Cruzo la Gran Vía de Barcelona en medio de la riada de maestros. Una docente me pregunta si ha quedado claro que no han salido a la calle sólo por una cuestión de salarios. Creo que sí, que ya hace tiempo que ha quedado claro (y más desde esta semana de movilización por todo el país) que no pueden más, que les faltan manos y recursos, que sufren una suma de malestares, también el económico, al igual que ocurre con los médicos, con los que, por cierto, llevan años compartiendo que están hartos de burocracia sin que nada cambie.
No se trata de regalarles las orejas: precisamente porque la diversidad y las necesidades de los alumnos se han multiplicado, el nivel de exigencia académica para los futuros maestros debería ser más alto que el que hasta ahora les ha permitido llegar a la docencia.

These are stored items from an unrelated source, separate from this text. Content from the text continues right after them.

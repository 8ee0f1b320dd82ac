//! rra-storage — the storage adapter contract of spec.md §6, plus two
//! worked reference adapters.
//!
//! Persistent storage is an external collaborator (spec.md §1): this
//! crate specifies `StorageAdapter` and ships a trivial in-memory adapter
//! plus the two plist-based adapters spec.md §6 describes in bit-exact
//! detail, so their testable properties (§8: round-trip, injective
//! canonical encoding) have something concrete to run against. A SQLite
//! adapter remains out of scope.

mod adapter;
mod canonical;
mod memory;
mod plist;
mod plist_directory;
mod plist_file;

pub use adapter::{AdapterRowIter, StorageAdapter};
pub use canonical::{canonical_digest_hex, canonical_encode};
pub use memory::MemoryAdapter;
pub use plist::{decode_row, encode_row};
pub use plist_directory::RowPlistDirectoryAdapter;
pub use plist_file::PlistFileAdapter;
use crate::common::platform::Platform;
use rand::rand_core::OsError;
use thiserror::Error;

#[derive(Error, Debug)]
pub enum BincodeError {
    #[error("Encode error: {0}")]
    Enc(#[source] Box<bincode::error::EncodeError>),
    #[error("Decode error: {0}")]
    Dec(#[source] Box<bincode::error::DecodeError>),
}

impl From<bincode::error::EncodeError> for BincodeError {
    fn from(err: bincode::error::EncodeError) -> Self {
        BincodeError::Enc(Box::from(err))
    }
}

impl From<bincode::error::DecodeError> for BincodeError {
    fn from(err: bincode::error::DecodeError) -> Self {
        BincodeError::Dec(Box::from(err))
    }
}

#[derive(Debug, Error)]
pub enum Error {
    #[error("OS-level random number generation failed: {0}")]
    OsRng(#[from] OsError),

    #[error("I/O failure: {0}")]
    Io(#[from] std::io::Error),

    #[error("envelope serialization failed: {0}")]
    Bincode(#[from] BincodeError),

    #[error("configuration parse error: {0}")]
    ConfigParse(#[from] serde_json::Error),

    #[error("invalid configuration: {0}")]
    Config(String),

    #[error("key '{0}' not found")]
    KeyNotFound(String),

    #[error("alias '{0}' is not bound to any key")]
    AliasNotFound(String),

    #[error("key '{0}' already exists")]
    KeyAlreadyExists(String),

    #[error("key '{key_id}' has no version {version}")]
    VersionNotFound { key_id: String, version: u32 },

    #[error("version {version} of key '{key_id}' has been destroyed")]
    VersionDestroyed { key_id: String, version: u32 },

    #[error(
        "version {version} of key '{key_id}' is below the minimum decryption version {min_version}"
    )]
    VersionBelowMinimum {
        key_id: String,
        version: u32,
        min_version: u32,
    },

    #[error("key '{0}' is disabled")]
    KeyDisabled(String),

    #[error("key '{0}' is scheduled for deletion")]
    KeyPendingDeletion(String),

    #[error("no adapter registered for platform '{0}'")]
    ProviderNotRegistered(Platform),

    #[error("ciphertext was produced by '{expected}', but this adapter serves '{actual}'")]
    ProviderMismatch { expected: Platform, actual: Platform },

    #[error("unknown platform '{0}'")]
    UnknownPlatform(String),

    #[error("invalid key handle '{0}'")]
    InvalidKeyHandle(String),

    #[error("ciphertext envelope is invalid or truncated")]
    InvalidEnvelope,

    #[error("unsupported envelope format version {0}")]
    UnsupportedEnvelopeVersion(u16),

    #[error("key material does not match the requested algorithm")]
    InvalidKeyMaterial,

    #[error("encryption failed")]
    EncryptionFailed,

    #[error("decryption failed: data may have been tampered with or the key does not match")]
    DecryptionFailed,

    #[error("'{platform}' does not support {operation}")]
    UnsupportedOperation {
        platform: Platform,
        operation: &'static str,
    },
}

impl From<bincode::error::EncodeError> for Error {
    fn from(err: bincode::error::EncodeError) -> Self {
        Error::from(BincodeError::Enc(Box::from(err)))
    }
}

impl From<bincode::error::DecodeError> for Error {
    fn from(err: bincode::error::DecodeError) -> Self {
        Error::from(BincodeError::Dec(Box::from(err)))
    }
}

// 定义一个统一的 Result 类型
pub type Result<T> = std::result::Result<T, Error>;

Más aún teniendo en cuenta la trascendencia de la enseñanza en el futuro de cualquier sociedad.
La excelencia de un país está hecha de la autoexigencia de sus gentes, pero es casi imposible llegar sin poder político. Y en este sentido, esta semana hemos vivido un caso humillante: el Parlamento no puede exigir que sus chóferes acrediten un nivel intermedio de catalán, sino a lo sumo el nivel elemental, de acuerdo con la respuesta de la justicia a una demanda de este grupo de presión nacionalista español irónicamente autodenominado Convivencia Cívica Catalana. El catalán está afectado, también, por una inferioridad jurídica que le está condenando. Con este nivel de protección, si el no-Gobierno dedica muchos más recursos y los partidos mucho más interés, deberemos pedirles que sean ellos los que vayan a la escuela a explicar a los alumnos por qué deben aprender nuestra lengua.